D sued for damages. He argued VSS owed him a duty of care to provide accurate advice, regardless of the fact it was free. It had assumed a responsibility to him and had known he was relying on its advice. The Caparo Industries plc v Dickman tripartite test was met and a duty of care existed because: (1) D's loss was foreseeable; (2) there was a proximate relationship between D and VSS; and (3) imposing a duty was fair, just, and reasonable. As no reasonable advisor would have failed to mention loss of earnings if acting with ordinary skill and care, the duty was breached and caused D economic loss.

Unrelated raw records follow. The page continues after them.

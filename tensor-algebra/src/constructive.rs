use super::*;
use scalar_algebra::Ring;

impl<T, const N: usize> Tensor<T, N> {
    /// Creates a tensor from row-major data. Fails when the data length differs from the element count
    /// of `shape`.
    pub fn new(data: Vec<T>, shape: &[usize]) -> Result<Self> {
        let index = IndexMap::new(shape)?;
        if data.len() != index.len() {
            return Err(TensorError::ShapeMismatch(format!(
                "Data length {} does not match shape {shape:?} with {} elements",
                data.len(),
                index.len()
            )));
        }
        Ok(Self { data, index })
    }

    /// Creates a rank 0 tensor holding `value`.
    pub fn scalar(value: T) -> Self {
        Self {
            data: vec![value],
            index: IndexMap::scalar(),
        }
    }

    /// Creates a tensor computing every element from its multi-index.
    pub fn from_fn(shape: &[usize], mut f: impl FnMut(&[usize]) -> T) -> Result<Self> {
        let index = IndexMap::new(shape)?;
        let data = index.indices().map(|idx| f(&idx)).collect();
        Ok(Self { data, index })
    }
}

impl<T: Clone, const N: usize> Tensor<T, N> {
    /// Creates a tensor with every element set to `value`.
    pub fn filled(shape: &[usize], value: T) -> Result<Self> {
        let index = IndexMap::new(shape)?;
        let data = vec![value; index.len()];
        Ok(Self { data, index })
    }

    /// Creates a zero tensor of the given shape.
    pub fn zeros<A: Ring<Element = T>>(alg: &A, shape: &[usize]) -> Result<Self> {
        Self::filled(shape, alg.zero())
    }

    /// Creates a zero Cartesian tensor: `rank` axes of length `dim`.
    pub fn cartesian<A: Ring<Element = T>>(alg: &A, rank: usize, dim: usize) -> Result<Self> {
        let index = IndexMap::cartesian(rank, dim)?;
        let data = vec![alg.zero(); index.len()];
        Ok(Self { data, index })
    }

    /// Creates the `n x n` identity matrix.
    pub fn identity<A: Ring<Element = T>>(alg: &A, n: usize) -> Result<Self> {
        let mut identity = Self::zeros(alg, &[n, n])?;
        for i in 0..n {
            identity.data[i * n + i] = alg.unity();
        }
        Ok(identity)
    }
}

/// A vector (rank 1 tensor).
impl<T, const N: usize> From<Vec<T>> for Tensor<T, N> {
    fn from(data: Vec<T>) -> Self {
        let index = IndexMap::vector(data.len());
        Self { data, index }
    }
}

/// A matrix from its rows.
impl<T, const M: usize, const N: usize> TryFrom<Vec<[T; M]>> for Tensor<T, N> {
    type Error = TensorError;

    fn try_from(rows: Vec<[T; M]>) -> Result<Self> {
        let shape = [rows.len(), M];
        let data = rows.into_iter().flatten().collect();
        Self::new(data, &shape)
    }
}

#[cfg(test)]
mod tests {
    use super::*;
    use scalar_algebra::{Integers, Reals};

    #[test]
    fn test_new_checks_length() -> Result<()> {
        let tensor = Tensor::<i32>::new(vec![1, 2, 3, 4, 5, 6], &[2, 3])?;
        assert_eq!(tensor.shape(), &[2, 3]);

        assert!(matches!(
            Tensor::<i32>::new(vec![1, 2, 3], &[2, 2]),
            Err(TensorError::ShapeMismatch(_))
        ));

        Ok(())
    }

    #[test]
    fn test_cartesian_and_identity() -> Result<()> {
        let ints = Integers::<i64>::new();

        let cube = Tensor::<i64>::cartesian(&ints, 3, 2)?;
        assert_eq!(cube.shape(), &[2, 2, 2]);
        assert!(cube.elements().all(|&v| v == 0));

        let identity = Tensor::<i64>::identity(&ints, 3)?;
        assert_eq!(identity.as_slice(), &[1, 0, 0, 0, 1, 0, 0, 0, 1]);

        let scalar = Tensor::<f64>::cartesian(&Reals::new(), 0, 5)?;
        assert_eq!(scalar.len(), 1);

        Ok(())
    }

    #[test]
    fn test_from_rows_and_fn() -> Result<()> {
        let matrix = Tensor::<i32>::try_from(vec![[1, 2, 3], [4, 5, 6]])?;
        assert_eq!(matrix.shape(), &[2, 3]);
        assert_eq!(*matrix.get(&[1, 0])?, 4);

        let generated = Tensor::<usize>::from_fn(&[2, 3], |idx| 10 * idx[0] + idx[1])?;
        assert_eq!(generated.as_slice(), &[0, 1, 2, 10, 11, 12]);

        let vector = Tensor::<i32>::from(vec![7, 8, 9]);
        assert_eq!(vector.shape(), &[3]);
        assert_eq!(*vector.get(&[2])?, 9);

        Ok(())
    }
}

VSS argued it owed no such duty. Its role was administrative only. The proximate relationship necessary under Caparo was missing, as VSS acted as a charitable organisation and not a professional advisor.
The court held a duty did exist. The relationship between D and VSS was akin to contract. VSS had supplied a service in acting as D's representative. It had assessed his eligibility and completed and submitted the application on his behalf. The lack of payment was irrelevant. VSS had held itself out as having expertise and had assumed responsibility to D. As traditional professional negligence principles apply, it was unnecessary to consider Caparo, but in any event all three criteria were satisfied. While local advice services may offer varying levels of expertise, anyone assessing eligibility for a CICA claim would be expected to fully consider loss of earnings.
Following the Limitation (Childhood Abuse) (Scotland) Act 2017, the opportunity for victims of historic abuse to make claims has expanded. This, combined with the ongoing Scottish Child Abuse Inquiry, is likely to result in higher numbers of claims. In most cases, claimants will pursue the organisation which employed their abuser, but CICA claims remain a route to compensation where the abuser is uninsured or unable to pay.
It may intuitively seem uncharitable for VSS to be held liable. However, the court simply implemented the longstanding "assumption of responsibility" test for a duty of care. This is a timely reminder that even the Good Samaritan may be liable for economic loss if negligent. To mitigate the potential for claims, charities are well advised to caveat the advice they give, or ensure it is high quality and accurate. As the spotlight is shone on historic abuse in Scotland and more claimants come forward, the organisations that support them face these challenges now more than ever.